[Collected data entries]
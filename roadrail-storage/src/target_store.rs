use crate::{lock, open_file, SharedConnection, StorageError, StorageResult};
use duckdb::{params, params_from_iter, Connection, OptionalExt};
use roadrail_model::{Container, TargetData, TargetEntity, TargetQuery};
use roadrail_types::TargetId;
use std::path::Path;
use std::sync::{Arc, Mutex};

/// The persisted target graph as seen by the converters.
///
/// Codes are unique within a container. Ids are assigned on creation and
/// are stable for the lifetime of the store.
pub trait TargetStore: Send + Sync {
    fn create_entity(&self, container: Container, data: &TargetData) -> StorageResult<TargetId>;
    fn update_entity(&self, id: TargetId, data: &TargetData) -> StorageResult<()>;
    fn get_entity(&self, id: TargetId) -> StorageResult<Option<TargetEntity>>;
    fn find_by_code(&self, container: Container, code: &str) -> StorageResult<Option<TargetId>>;
    /// Ids of all entities matching every set field of `query`, ascending.
    fn query(&self, query: &TargetQuery) -> StorageResult<Vec<TargetId>>;
    fn count(&self) -> StorageResult<usize>;
}

/// DuckDB implementation of [`TargetStore`].
pub struct DuckTargetStore {
    conn: SharedConnection,
}

impl DuckTargetStore {
    /// Opens (or creates) a store at the given path.
    pub fn open(path: &Path) -> StorageResult<Self> {
        let conn = open_file(path)?;
        Self::open_with_conn(Arc::new(Mutex::new(conn)))
    }

    /// Opens an in-memory store (for testing).
    pub fn open_in_memory() -> StorageResult<Self> {
        Self::open_with_conn(Arc::new(Mutex::new(Connection::open_in_memory()?)))
    }

    /// Uses an existing connection, creating the tables if needed.
    pub fn open_with_conn(conn: SharedConnection) -> StorageResult<Self> {
        let store = Self { conn };
        store.init_schema()?;
        Ok(store)
    }

    /// The underlying connection, for sharing with [`crate::DuckSchemaRepository`].
    #[must_use]
    pub fn connection(&self) -> SharedConnection {
        Arc::clone(&self.conn)
    }

    fn init_schema(&self) -> StorageResult<()> {
        let conn = lock(&self.conn)?;
        conn.execute_batch(
            "
            CREATE SEQUENCE IF NOT EXISTS target_id_seq START 1;

            CREATE TABLE IF NOT EXISTS target_entities (
                id BIGINT PRIMARY KEY,
                container TEXT NOT NULL,
                class_name TEXT NOT NULL,
                code TEXT NOT NULL,
                source_ref TEXT,
                data TEXT NOT NULL
            );

            CREATE INDEX IF NOT EXISTS idx_target_container_code
                ON target_entities (container, code);
            CREATE INDEX IF NOT EXISTS idx_target_source_ref
                ON target_entities (source_ref);
            ",
        )?;
        Ok(())
    }
}

fn code_owner(conn: &Connection, container: &str, code: &str) -> StorageResult<Option<i64>> {
    conn.query_row(
        "SELECT id FROM target_entities WHERE container = ? AND code = ? ORDER BY id LIMIT 1",
        params![container, code],
        |row| row.get(0),
    )
    .optional()
    .map_err(Into::into)
}

fn to_target_id(raw: i64) -> StorageResult<TargetId> {
    TargetId::new(raw).map_err(|e| StorageError::InvalidData(e.to_string()))
}

impl TargetStore for DuckTargetStore {
    fn create_entity(&self, container: Container, data: &TargetData) -> StorageResult<TargetId> {
        let key = container.key();
        let json = serde_json::to_string(data)?;
        let conn = lock(&self.conn)?;

        if code_owner(&conn, &key, &data.code)?.is_some() {
            return Err(StorageError::DuplicateCode {
                container: key,
                code: data.code.clone(),
            });
        }

        let raw: i64 = conn.query_row("SELECT nextval('target_id_seq')", [], |row| row.get(0))?;
        conn.execute(
            "INSERT INTO target_entities (id, container, class_name, code, source_ref, data)
             VALUES (?, ?, ?, ?, ?, ?)",
            params![raw, key, data.class_name, data.code, data.source_ref, json],
        )?;
        tracing::trace!(id = raw, container = %container, code = %data.code, "target created");
        to_target_id(raw)
    }

    fn update_entity(&self, id: TargetId, data: &TargetData) -> StorageResult<()> {
        let json = serde_json::to_string(data)?;
        let conn = lock(&self.conn)?;

        let container: Option<String> = conn
            .query_row(
                "SELECT container FROM target_entities WHERE id = ?",
                params![id.value()],
                |row| row.get(0),
            )
            .optional()?;
        let container = container.ok_or_else(|| StorageError::NotFound(id.to_string()))?;

        if let Some(owner) = code_owner(&conn, &container, &data.code)?
            && owner != id.value()
        {
            return Err(StorageError::DuplicateCode {
                container,
                code: data.code.clone(),
            });
        }

        conn.execute(
            "UPDATE target_entities SET class_name = ?, code = ?, source_ref = ?, data = ? WHERE id = ?",
            params![data.class_name, data.code, data.source_ref, json, id.value()],
        )?;
        Ok(())
    }

    fn get_entity(&self, id: TargetId) -> StorageResult<Option<TargetEntity>> {
        let conn = lock(&self.conn)?;
        let row: Option<(String, String)> = conn
            .query_row(
                "SELECT container, data FROM target_entities WHERE id = ?",
                params![id.value()],
                |row| Ok((row.get(0)?, row.get(1)?)),
            )
            .optional()?;

        let Some((key, json)) = row else {
            return Ok(None);
        };
        let container = Container::parse_key(&key)
            .ok_or_else(|| StorageError::InvalidData(format!("unknown container key {key:?}")))?;
        let data: TargetData = serde_json::from_str(&json)?;
        Ok(Some(TargetEntity {
            id,
            container,
            data,
        }))
    }

    fn find_by_code(&self, container: Container, code: &str) -> StorageResult<Option<TargetId>> {
        let conn = lock(&self.conn)?;
        code_owner(&conn, &container.key(), code)?
            .map(to_target_id)
            .transpose()
    }

    fn query(&self, query: &TargetQuery) -> StorageResult<Vec<TargetId>> {
        let mut clauses = Vec::new();
        let mut values: Vec<String> = Vec::new();
        if let Some(container) = &query.container {
            clauses.push("container = ?");
            values.push(container.key());
        }
        if let Some(class_name) = &query.class_name {
            clauses.push("class_name = ?");
            values.push(class_name.clone());
        }
        if let Some(source_ref) = &query.source_ref {
            clauses.push("source_ref = ?");
            values.push(source_ref.clone());
        }

        let mut sql = String::from("SELECT id FROM target_entities");
        if !clauses.is_empty() {
            sql.push_str(" WHERE ");
            sql.push_str(&clauses.join(" AND "));
        }
        sql.push_str(" ORDER BY id");

        let conn = lock(&self.conn)?;
        let mut stmt = conn.prepare(&sql)?;
        let rows = stmt.query_map(params_from_iter(values.iter()), |row| row.get::<_, i64>(0))?;

        let mut ids = Vec::new();
        for row in rows {
            ids.push(to_target_id(row?)?);
        }
        Ok(ids)
    }

    fn count(&self) -> StorageResult<usize> {
        let conn = lock(&self.conn)?;
        let count: i64 = conn.query_row("SELECT COUNT(*) FROM target_entities", [], |row| row.get(0))?;
        Ok(usize::try_from(count).unwrap_or_default())
    }
}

## Problem requirements
Each record above must be transcribed exactly, and none may be skipped.

## Task output
filename roadrail-storage/src/target_store.rs
use crate::{lock, open_file, SharedConnection, StorageError, StorageResult};
use duckdb::{params, params_from_iter, Connection, OptionalExt};
use roadrail_model::{Container, TargetData, TargetEntity, TargetQuery};
use roadrail_types::TargetId;
use std::path::Path;
use std::sync::{Arc, Mutex};

/// The persisted target graph as seen by the converters.
///
/// Codes are unique within a container. Ids are assigned on creation and
/// are stable for the lifetime of the store.
pub trait TargetStore: Send + Sync {
    fn create_entity(&self, container: Container, data: &TargetData) -> StorageResult<TargetId>;
    fn update_entity(&self, id: TargetId, data: &TargetData) -> StorageResult<()>;
    fn get_entity(&self, id: TargetId) -> StorageResult<Option<TargetEntity>>;
    fn find_by_code(&self, container: Container, code: &str) -> StorageResult<Option<TargetId>>;
    /// Ids of all entities matching every set field of `query`, ascending.
    fn query(&self, query: &TargetQuery) -> StorageResult<Vec<TargetId>>;
    fn count(&self) -> StorageResult<usize>;
}

/// DuckDB implementation of [`TargetStore`].
pub struct DuckTargetStore {
    conn: SharedConnection,
}

impl DuckTargetStore {
    /// Opens (or creates) a store at the given path.
    pub fn open(path: &Path) -> StorageResult<Self> {
        let conn = open_file(path)?;
        Self::open_with_conn(Arc::new(Mutex::new(conn)))
    }

    /// Opens an in-memory store (for testing).
    pub fn open_in_memory() -> StorageResult<Self> {
        Self::open_with_conn(Arc::new(Mutex::new(Connection::open_in_memory()?)))
    }

    /// Uses an existing connection, creating the tables if needed.
    pub fn open_with_conn(conn: SharedConnection) -> StorageResult<Self> {
        let store = Self { conn };
        store.init_schema()?;
        Ok(store)
    }

    /// The underlying connection, for sharing with [`crate::DuckSchemaRepository`].
    #[must_use]
    pub fn connection(&self) -> SharedConnection {
        Arc::clone(&self.conn)
    }

    fn init_schema(&self) -> StorageResult<()> {
        let conn = lock(&self.conn)?;
        conn.execute_batch(
            "
            CREATE SEQUENCE IF NOT EXISTS target_id_seq START 1;

            CREATE TABLE IF NOT EXISTS target_entities (
                id BIGINT PRIMARY KEY,
                container TEXT NOT NULL,
                class_name TEXT NOT NULL,
                code TEXT NOT NULL,
                source_ref TEXT,
                data TEXT NOT NULL
            );

            CREATE INDEX IF NOT EXISTS idx_target_container_code
                ON target_entities (container, code);
            CREATE INDEX IF NOT EXISTS idx_target_source_ref
                ON target_entities (source_ref);
            ",
        )?;
        Ok(())
    }
}

fn code_owner(conn: &Connection, container: &str, code: &str) -> StorageResult<Option<i64>> {
    conn.query_row(
        "SELECT id FROM target_entities WHERE container = ? AND code = ? ORDER BY id LIMIT 1",
        params![container, code],
        |row| row.get(0),
    )
    .optional()
    .map_err(Into::into)
}

fn to_target_id(raw: i64) -> StorageResult<TargetId> {
    TargetId::new(raw).map_err(|e| StorageError::InvalidData(e.to_string()))
}

impl TargetStore for DuckTargetStore {
    fn create_entity(&self, container: Container, data: &TargetData) -> StorageResult<TargetId> {
        let key = container.key();
        let json = serde_json::to_string(data)?;
        let conn = lock(&self.conn)?;

        if code_owner(&conn, &key, &data.code)?.is_some() {
            return Err(StorageError::DuplicateCode {
                container: key,
                code: data.code.clone(),
            });
        }

        let raw: i64 = conn.query_row("SELECT nextval('target_id_seq')", [], |row| row.get(0))?;
        conn.execute(
            "INSERT INTO target_entities (id, container, class_name, code, source_ref, data)
             VALUES (?, ?, ?, ?, ?, ?)",
            params![raw, key, data.class_name, data.code, data.source_ref, json],
        )?;
        tracing::trace!(id = raw, container = %container, code = %data.code, "target created");
        to_target_id(raw)
    }

    fn update_entity(&self, id: TargetId, data: &TargetData) -> StorageResult<()> {
        let json = serde_json::to_string(data)?;
        let conn = lock(&self.conn)?;

        let container: Option<String> = conn
            .query_row(
                "SELECT container FROM target_entities WHERE id = ?",
                params![id.value()],
                |row| row.get(0),
            )
            .optional()?;
        let container = container.ok_or_else(|| StorageError::NotFound(id.to_string()))?;

        if let Some(owner) = code_owner(&conn, &container, &data.code)?
            && owner != id.value()
        {
            return Err(StorageError::DuplicateCode {
                container,
                code: data.code.clone(),
            });
        }

        conn.execute(
            "UPDATE target_entities SET class_name = ?, code = ?, source_ref = ?, data = ? WHERE id = ?",
            params![data.class_name, data.code, data.source_ref, json, id.value()],
        )?;
        Ok(())
    }

    fn get_entity(&self, id: TargetId) -> StorageResult<Option<TargetEntity>> {
        let conn = lock(&self.conn)?;
        let row: Option<(String, String)> = conn
            .query_row(
                "SELECT container, data FROM target_entities WHERE id = ?",
                params![id.value()],
                |row| Ok((row.get(0)?, row.get(1)?)),
            )
            .optional()?;

        let Some((key, json)) = row else {
            return Ok(None);
        };
        let container = Container::parse_key(&key)
            .ok_or_else(|| StorageError::InvalidData(format!("unknown container key {key:?}")))?;
        let data: TargetData = serde_json::from_str(&json)?;
        Ok(Some(TargetEntity {
            id,
            container,
            data,
        }))
    }

    fn find_by_code(&self, container: Container, code: &str) -> StorageResult<Option<TargetId>> {
        let conn = lock(&self.conn)?;
        code_owner(&conn, &container.key(), code)?
            .map(to_target_id)
            .transpose()
    }

    fn query(&self, query: &TargetQuery) -> StorageResult<Vec<TargetId>> {
        let mut clauses = Vec::new();
        let mut values: Vec<String> = Vec::new();
        if let Some(container) = &query.container {
            clauses.push("container = ?");
            values.push(container.key());
        }
        if let Some(class_name) = &query.class_name {
            clauses.push("class_name = ?");
            values.push(class_name.clone());
        }
        if let Some(source_ref) = &query.source_ref {
            clauses.push("source_ref = ?");
            values.push(source_ref.clone());
        }

        let mut sql = String::from("SELECT id FROM target_entities");
        if !clauses.is_empty() {
            sql.push_str(" WHERE ");
            sql.push_str(&clauses.join(" AND "));
        }
        sql.push_str(" ORDER BY id");

        let conn = lock(&self.conn)?;
        let mut stmt = conn.prepare(&sql)?;
        let rows = stmt.query_map(params_from_iter(values.iter()), |row| row.get::<_, i64>(0))?;

        let mut ids = Vec::new();
        for row in rows {
            ids.push(to_target_id(row?)?);
        }
        Ok(ids)
    }

    fn count(&self) -> StorageResult<usize> {
        let conn = lock(&self.conn)?;
        let count: i64 = conn.query_row("SELECT COUNT(*) FROM target_entities", [], |row| row.get(0))?;
        Ok(usize::try_from(count).unwrap_or_default())
    }
}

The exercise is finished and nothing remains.